I recently just received my free upgrade cd from microsoft... I ran the compatibility program and everything was green and fine.
I was downloading for like an hour and a half and got to "transfering programs and files" and at 63% , the screen said it was resume after a restart.. and i thought that was fine because it restarted before.
Right after the "windows is starting" page , and the logo thingy, i get a quick 2 second BSOD and i can't even read it and my computer automatically restarts. And then i go to the page, " upgrade was not successful, "something" restoring back to original windows"
This is so depressing =[ i was like 85% done with the entire installation and it fails at the last step... Please help!
Does this have something to do with antivirus/torrents/drivers/overclocking ?
I believe when an in-place upgrade attempt fails, the installer logs the reason for the failure and places a copy of that log on your Vista desktop. Have a look for it and see if it says why it failed.

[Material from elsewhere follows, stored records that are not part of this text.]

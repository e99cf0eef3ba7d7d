//! Compliance QR payload: field extraction plus TLV assembly.
//!
//! Readers decode the payload positionally by tag id, so the tag order here
//! is a wire contract: 1 seller name, 2 VAT number, 3 timestamp, 4 total
//! with VAT, 5 VAT total, 6 invoice digest, 7 signature, 8 public key,
//! 9 certificate signature.
use crate::tlv::{Tag, TlvError, TlvList};
use crate::xml::{XmlError, XmlInvoice};
use thiserror::Error;

#[derive(Debug, Error)]
pub enum QrCodeError {
    #[error(transparent)]
    Xml(#[from] XmlError),
    #[error(transparent)]
    Tlv(#[from] TlvError),
    #[error("QR payload exceeds 700 characters once base64 encoded (len={len})")]
    EncodedTooLong { len: usize },
}

#[derive(Debug, Clone)]
pub struct QrPayload {
    seller_name: String,
    seller_vat: String,
    timestamp: String,
    total_with_vat: String,
    total_vat: String,
    invoice_hash: Option<String>,
    signature: Option<String>,
    public_key: Option<Vec<u8>>,
    cert_signature: Option<Vec<u8>>,
}

impl QrPayload {
    /// Pulls the invoice-side fields out of the (already stripped) document.
    pub fn from_document(doc: &XmlInvoice) -> Result<Self, QrCodeError> {
        let seller_name = doc.text_at(
            "//cac:AccountingSupplierParty//cac:PartyLegalEntity/cbc:RegistrationName",
            "seller name",
        )?;
        let seller_vat = doc.text_at(
            "//cac:AccountingSupplierParty//cac:PartyTaxScheme//cbc:CompanyID",
            "seller VAT",
        )?;
        let issue_date = doc.text_at("//cbc:IssueDate", "issue date")?;
        let issue_time = doc.text_at("//cbc:IssueTime", "issue time")?;
        let total_with_vat = doc.text_at(
            "//cac:LegalMonetaryTotal/cbc:TaxInclusiveAmount",
            "total with VAT",
        )?;
        let total_vat = doc.text_at("//cac:TaxTotal/cbc:TaxAmount", "total VAT")?;

        let timestamp = format!("{issue_date}T{}Z", issue_time.trim_end_matches('Z'));
        Ok(Self {
            seller_name,
            seller_vat,
            timestamp,
            total_with_vat,
            total_vat,
            invoice_hash: None,
            signature: None,
            public_key: None,
            cert_signature: None,
        })
    }

    /// Attaches the signing-side fields (tags 6-9).
    pub fn with_signing_parts(
        mut self,
        invoice_hash: &str,
        signature: &str,
        public_key: Vec<u8>,
        cert_signature: Vec<u8>,
    ) -> Self {
        self.invoice_hash = Some(invoice_hash.to_string());
        self.signature = Some(signature.to_string());
        self.public_key = Some(public_key);
        self.cert_signature = Some(cert_signature);
        self
    }

    /// TLV-encodes the payload and wraps it in base64.
    pub fn encode(&self) -> Result<String, QrCodeError> {
        let mut tags = vec![
            Tag::new(1, self.seller_name.as_bytes())?,
            Tag::new(2, self.seller_vat.as_bytes())?,
            Tag::new(3, self.timestamp.as_bytes())?,
            Tag::new(4, self.total_with_vat.as_bytes())?,
            Tag::new(5, self.total_vat.as_bytes())?,
        ];
        if let Some(hash) = self.invoice_hash.as_deref() {
            tags.push(Tag::new(6, hash.as_bytes())?);
        }
        if let Some(signature) = self.signature.as_deref() {
            tags.push(Tag::new(7, signature.as_bytes())?);
        }
        if let Some(public_key) = self.public_key.as_deref() {
            tags.push(Tag::new(8, public_key)?);
        }
        if let Some(cert_signature) = self.cert_signature.as_deref() {
            tags.push(Tag::new(9, cert_signature)?);
        }

        let encoded = TlvList::from_tags(tags)?.to_base64();
        if encoded.len() > 700 {
            return Err(QrCodeError::EncodedTooLong { len: encoded.len() });
        }
        Ok(encoded)
    }
}
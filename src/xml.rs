//! Mutable invoice document with canonical serialization.
//!
//! Wraps a `libxml` tree. The signing pipeline owns exactly one of these per
//! run: parse, strip the signature placeholders, canonicalize, hash, then
//! render for textual splicing.
use libxml::{
    parser::Parser,
    tree::{c14n, Document},
    xpath,
};
use sha2::{Digest, Sha256};
use thiserror::Error;

pub(crate) const INVOICE_NS: &str = "urn:oasis:names:specification:ubl:schema:xsd:Invoice-2";
pub(crate) const CBC_NS: &str =
    "urn:oasis:names:specification:ubl:schema:xsd:CommonBasicComponents-2";
pub(crate) const CAC_NS: &str =
    "urn:oasis:names:specification:ubl:schema:xsd:CommonAggregateComponents-2";
pub(crate) const EXT_NS: &str =
    "urn:oasis:names:specification:ubl:schema:xsd:CommonExtensionComponents-2";
pub(crate) const SIG_NS: &str =
    "urn:oasis:names:specification:ubl:schema:xsd:CommonSignatureComponents-2";
pub(crate) const SAC_NS: &str =
    "urn:oasis:names:specification:ubl:schema:xsd:SignatureAggregateComponents-2";
pub(crate) const SBC_NS: &str =
    "urn:oasis:names:specification:ubl:schema:xsd:SignatureBasicComponents-2";
pub(crate) const DS_NS: &str = "http://www.w3.org/2000/09/xmldsig#";
pub(crate) const XADES_NS: &str = "http://uri.etsi.org/01903/v1.3.2#";

#[derive(Debug, Error)]
pub enum XmlError {
    #[error("failed to parse invoice XML: {0}")]
    Parse(String),
    #[error("XPath context error: {0}")]
    Context(String),
    #[error("XPath evaluation failed for '{expr}'")]
    Evaluate { expr: String },
    #[error("missing {label} in invoice XML")]
    MissingValue { label: &'static str },
    #[error("empty {label} in invoice XML")]
    EmptyValue { label: &'static str },
    #[error("failed to duplicate document: {0}")]
    Duplicate(String),
    #[error("failed to canonicalize invoice XML: {0}")]
    Canonicalize(String),
}

/// An exclusively-owned, mutable invoice document.
pub struct XmlInvoice {
    doc: Document,
}

impl XmlInvoice {
    pub fn parse(xml: &str) -> Result<Self, XmlError> {
        let doc = Parser::default()
            .parse_string(xml)
            .map_err(|e| XmlError::Parse(format!("{e:?}")))?;
        Ok(Self { doc })
    }

    /// Unlinks every node matched by `expr`. Zero matches is not an error,
    /// so repeating the same removal is a no-op.
    pub fn remove_nodes(&mut self, expr: &str) -> Result<usize, XmlError> {
        let nodes = self.evaluate(expr)?;
        let removed = nodes.len();
        for mut node in nodes {
            node.unlink();
        }
        Ok(removed)
    }

    /// Unlinks the parent of every node matched by `expr`. Used to delete a
    /// placeholder block identified by one child's content, e.g. the QR
    /// document reference whose `cbc:ID` equals `QR`.
    pub fn remove_parents_of(&mut self, expr: &str) -> Result<usize, XmlError> {
        let nodes = self.evaluate(expr)?;
        let mut removed = 0;
        for node in nodes {
            if let Some(mut parent) = node.get_parent() {
                parent.unlink();
                removed += 1;
            }
        }
        Ok(removed)
    }

    /// Exclusive C14N without comments over a duplicate of the tree. The
    /// mode is a compatibility constant: the authority hashes the same
    /// serialization, so attribute order and insignificant whitespace must
    /// never leak into the bytes.
    pub fn canonical_bytes(&self) -> Result<Vec<u8>, XmlError> {
        let copy = self
            .doc
            .dup()
            .map_err(|e| XmlError::Duplicate(format!("{e:?}")))?;
        let options = c14n::CanonicalizationOptions {
            mode: c14n::CanonicalizationMode::ExclusiveCanonical1_0,
            inclusive_ns_prefixes: vec![],
            with_comments: false,
        };
        let canonical = copy
            .canonicalize(options, None)
            .map_err(|e| XmlError::Canonicalize(format!("{e:?}")))?;
        Ok(canonical.into_bytes())
    }

    /// SHA-256 of [`Self::canonical_bytes`].
    pub fn digest(&self) -> Result<Vec<u8>, XmlError> {
        Ok(Sha256::digest(self.canonical_bytes()?).to_vec())
    }

    /// The document's serialized form, used only for textual splicing of
    /// the signature fragments, never for hashing.
    pub fn render(&self) -> String {
        self.doc.to_string()
    }

    /// Trimmed text of the first node matching `expr`.
    pub fn text_at(&self, expr: &str, label: &'static str) -> Result<String, XmlError> {
        let nodes = self.evaluate(expr)?;
        let node = nodes
            .first()
            .ok_or(XmlError::MissingValue { label })?;
        let value = node.get_content().trim().to_string();
        if value.is_empty() {
            return Err(XmlError::EmptyValue { label });
        }
        Ok(value)
    }

    fn evaluate(&self, expr: &str) -> Result<Vec<libxml::tree::Node>, XmlError> {
        let ctx = self.context()?;
        Ok(ctx
            .evaluate(expr)
            .map_err(|_| XmlError::Evaluate {
                expr: expr.to_string(),
            })?
            .get_nodes_as_vec())
    }

    fn context(&self) -> Result<xpath::Context, XmlError> {
        let ctx = xpath::Context::new(&self.doc)
            .map_err(|e| XmlError::Context(format!("{e:?}")))?;
        for (prefix, ns) in [
            ("ubl", INVOICE_NS),
            ("cbc", CBC_NS),
            ("cac", CAC_NS),
            ("ext", EXT_NS),
            ("sig", SIG_NS),
            ("sac", SAC_NS),
            ("sbc", SBC_NS),
            ("ds", DS_NS),
            ("xades", XADES_NS),
        ] {
            ctx.register_namespace(prefix, ns)
                .map_err(|e| XmlError::Context(format!("{e:?}")))?;
        }
        Ok(ctx)
    }
}
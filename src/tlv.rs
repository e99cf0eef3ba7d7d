//! Tag-length-value codec for the compliance QR payload.
//!
//! Each field is one tag byte, one length byte, then the raw value. Readers
//! decode positionally by tag id, so [`TlvList::encode`] preserves the order
//! tags were supplied in.
use base64ct::{Base64, Encoding};
use thiserror::Error;

#[derive(Debug, Error, PartialEq, Eq)]
pub enum TlvError {
    #[error("invalid TLV tag id {id}: must be in 1-255")]
    InvalidTagId { id: u8 },
    #[error("TLV field {tag} exceeds 255 bytes (len={len})")]
    ValueTooLong { tag: u8, len: usize },
    #[error("no valid tag instances found")]
    NoValidTags,
}

/// A single immutable tag. The length is the value's byte length, which
/// matters for multi-byte text (seller names are usually Arabic).
#[derive(Debug, Clone, PartialEq, Eq)]
pub struct Tag {
    id: u8,
    value: Vec<u8>,
}

impl Tag {
    pub fn new(id: u8, value: impl Into<Vec<u8>>) -> Result<Self, TlvError> {
        if id == 0 {
            return Err(TlvError::InvalidTagId { id });
        }
        let value = value.into();
        if value.len() > u8::MAX as usize {
            return Err(TlvError::ValueTooLong {
                tag: id,
                len: value.len(),
            });
        }
        Ok(Self { id, value })
    }

    pub fn id(&self) -> u8 {
        self.id
    }

    pub fn value(&self) -> &[u8] {
        &self.value
    }

    pub fn len(&self) -> usize {
        self.value.len()
    }

    pub fn is_empty(&self) -> bool {
        self.value.is_empty()
    }

    pub fn encode(&self) -> Vec<u8> {
        let mut bytes = Vec::with_capacity(self.value.len() + 2);
        bytes.push(self.id);
        bytes.push(self.value.len() as u8);
        bytes.extend_from_slice(&self.value);
        bytes
    }
}

/// An ordered list of tags, encoded by concatenation. Order is preserved
/// exactly as given, never sorted or deduplicated.
#[derive(Debug, Clone)]
pub struct TlvList {
    tags: Vec<Tag>,
}

impl TlvList {
    pub fn from_tags(tags: Vec<Tag>) -> Result<Self, TlvError> {
        if tags.is_empty() {
            return Err(TlvError::NoValidTags);
        }
        Ok(Self { tags })
    }

    pub fn tags(&self) -> &[Tag] {
        &self.tags
    }

    pub fn encode(&self) -> Vec<u8> {
        let mut bytes = Vec::new();
        for tag in &self.tags {
            bytes.extend_from_slice(&tag.encode());
        }
        bytes
    }

    pub fn to_base64(&self) -> String {
        Base64::encode_string(&self.encode())
    }
}

#[cfg(test)]
mod tests {
    use super::*;

    fn decode_tlv(bytes: &[u8]) -> Vec<(u8, Vec<u8>)> {
        let mut entries = Vec::new();
        let mut idx = 0;
        while idx < bytes.len() {
            let tag = bytes[idx];
            let len = bytes[idx + 1] as usize;
            let start = idx + 2;
            let end = start + len;
            entries.push((tag, bytes[start..end].to_vec()));
            idx = end;
        }
        entries
    }

    #[test]
    fn tag_round_trips() {
        let tag = Tag::new(3, "2024-01-01T12:30:00Z".as_bytes()).unwrap();
        let entries = decode_tlv(&tag.encode());
        assert_eq!(entries, vec![(3, b"2024-01-01T12:30:00Z".to_vec())]);
    }

    #[test]
    fn length_counts_bytes_not_characters() {
        let name = "\u{645}\u{624}\u{633}\u{633}\u{629}"; // 5 Arabic characters, 10 bytes
        let tag = Tag::new(1, name.as_bytes()).unwrap();
        assert_eq!(tag.len(), name.len());
        assert_eq!(tag.encode()[1] as usize, name.len());
        assert_ne!(tag.len(), name.chars().count());

        let entries = decode_tlv(&tag.encode());
        assert_eq!(entries, vec![(1, name.as_bytes().to_vec())]);
    }

    #[test]
    fn max_tag_id_and_length_accepted() {
        let value = vec![0xAB; 255];
        let tag = Tag::new(255, value.clone()).unwrap();
        let encoded = tag.encode();
        assert_eq!(encoded[0], 255);
        assert_eq!(encoded[1], 255);
        assert_eq!(&encoded[2..], value.as_slice());
    }

    #[test]
    fn zero_tag_id_rejected() {
        assert_eq!(
            Tag::new(0, b"x".to_vec()),
            Err(TlvError::InvalidTagId { id: 0 })
        );
    }

    #[test]
    fn oversized_value_rejected_not_truncated() {
        match Tag::new(6, vec![0u8; 256]) {
            Err(TlvError::ValueTooLong { tag: 6, len: 256 }) => {}
            other => panic!("expected ValueTooLong, got {other:?}"),
        }
    }

    #[test]
    fn encode_all_is_concatenation_in_order() {
        let t1 = Tag::new(9, b"last".to_vec()).unwrap();
        let t2 = Tag::new(1, b"first".to_vec()).unwrap();
        let t3 = Tag::new(9, b"last".to_vec()).unwrap();

        let mut expected = t1.encode();
        expected.extend_from_slice(&t2.encode());
        expected.extend_from_slice(&t3.encode());

        let list = TlvList::from_tags(vec![t1, t2, t3]).unwrap();
        assert_eq!(list.encode(), expected);

        let entries = decode_tlv(&list.encode());
        assert_eq!(entries[0].0, 9);
        assert_eq!(entries[1].0, 1);
        assert_eq!(entries[2].0, 9);
    }

    #[test]
    fn empty_tag_list_rejected() {
        match TlvList::from_tags(Vec::new()) {
            Err(TlvError::NoValidTags) => {}
            other => panic!("expected NoValidTags, got {other:?}"),
        }
    }

    #[test]
    fn single_tag_list_accepted() {
        let list = TlvList::from_tags(vec![Tag::new(1, b"ok".to_vec()).unwrap()]).unwrap();
        assert_eq!(list.encode(), vec![1, 2, b'o', b'k']);
    }

    #[test]
    fn base64_wraps_encoded_bytes() {
        use base64ct::{Base64, Encoding};
        let list = TlvList::from_tags(vec![Tag::new(2, b"310122393500003".to_vec()).unwrap()])
            .unwrap();
        let decoded = Base64::decode_vec(&list.to_base64()).unwrap();
        assert_eq!(decoded, list.encode());
    }
}
#[cfg(test)]
mod tests {
    use super::*;

    fn builder() -> CsrBuilder {
        CsrBuilder::new()
            .common_name("My Device")
            .organization_name("My Company")
            .organization_unit_name("IT Department")
            .organization_identifier("312345678901233")
            .serial_number("Saleh", "1n", "SME00023")
            .location_address("Riyadh 1234 Street")
            .business_category("Technology")
    }

    #[test]
    fn builds_with_defaults() {
        let request = builder().build().unwrap();
        assert_eq!(request.country_name, "SA");
        assert_eq!(request.invoice_type, 1100);
        assert_eq!(request.serial_number, "1-Saleh|2-1n|3-SME00023");
    }

    #[test]
    fn missing_field_is_named() {
        let result = CsrBuilder::new().common_name("x").build();
        match result {
            Err(CsrError::MissingField { field }) => {
                assert_eq!(field, "organization_name");
            }
            other => panic!("expected MissingField, got {:?}", other.map(|_| ())),
        }
    }

    #[test]
    fn organization_identifier_pattern_is_enforced() {
        for bad in ["123456789012345", "31234567890123", "3123456789012a3"] {
            assert!(matches!(
                builder().organization_identifier(bad).build(),
                Err(CsrError::InvalidOrganizationIdentifier { .. })
            ));
        }
        assert!(builder().organization_identifier("312345678901233").build().is_ok());
    }

    #[test]
    fn country_code_must_be_two_letters() {
        assert!(matches!(
            builder().country_name("SAU").build(),
            Err(CsrError::InvalidCountryCode { .. })
        ));
        assert!(matches!(
            builder().country_name("S1").build(),
            Err(CsrError::InvalidCountryCode { .. })
        ));
        let request = builder().country_name("sa").build().unwrap();
        assert_eq!(request.country_name, "SA");
    }

    #[test]
    fn invoice_type_range_is_enforced() {
        assert!(matches!(
            builder().invoice_type(10000).build(),
            Err(CsrError::InvalidInvoiceType { value: 10000 })
        ));
        assert!(builder().invoice_type(100).build().is_ok());
    }

    #[test]
    fn sanitize_strips_dn_separators() {
        assert_eq!(sanitize("Acme, Inc. <CN=evil>"), "Acme Inc CNevil");
        assert_eq!(sanitize("  plain-name_1  "), "plain-name_1");
    }

    #[test]
    fn template_marker_tracks_environment() {
        assert_eq!(
            EnvironmentType::NonProduction.template_name(),
            "TSTZATCA-Code-Signing"
        );
        assert_eq!(
            EnvironmentType::Simulation.template_name(),
            "PREZATCA-Code-Signing"
        );
        assert_eq!(
            EnvironmentType::Production.template_name(),
            "ZATCA-Code-Signing"
        );
    }
}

------------------------------If you like my solution the best, please remember to mark my post as the best answer!
Reply to The_Prophecy
and when i clicked on the file, it was a longggg list of all these commands ive never seen before... could that be it? It was in one of those notepad files.
i can't even copy the entire thing... the file is too big lol. It would prob. take me like 10 minutes just highlighting it.
^ problem reports and solutions didn't detect my fail upgrade i guess ...
I tried twice and i failed both time at the same percentage. Do i have to just buy the full version of Win 7? So i'll have vista and windows 7 on my hard drive ...
i always recommend installing a fresh OS, never upgrading
little pieces of Vista can remain and be unused slowing down your new system
and its a fresh start.
You can use the upgrade CD to do a fresh install, then just move all your documents, saved games, ect. over
leave your registry, don't ever move that, all your documents you should move to an external, compress them first so they take up less space.
You can't just move a program, you have to reinstall it on the new OS.
You can always create a new partition for the new OS, and once its installed, you'll be able to access the partition w/ the older OS, and just copy your documents directly over. no middle man.
Once everything is copied, just delete that os (and remove it from startup in 'msconfig') and expand the partition to the whole drive again
If you have an active subscription with Kaspersky, contact them regarding a Windows 7 compatible version. If your subscription is up, I would suggest you look at other Antivirus clients such as VIPRE, NOD32 and (I know i'll get flamed a bit for this one) Norton 2010.
Despite what the Anti-Symantec camp will tell you, Norton 2010 products are vastly improved in terms of system resource usage. If you have used past iterations of their Antivirus and Firewall products, and you're still a bit sour about it, I can't say I blame you, but that option is open again.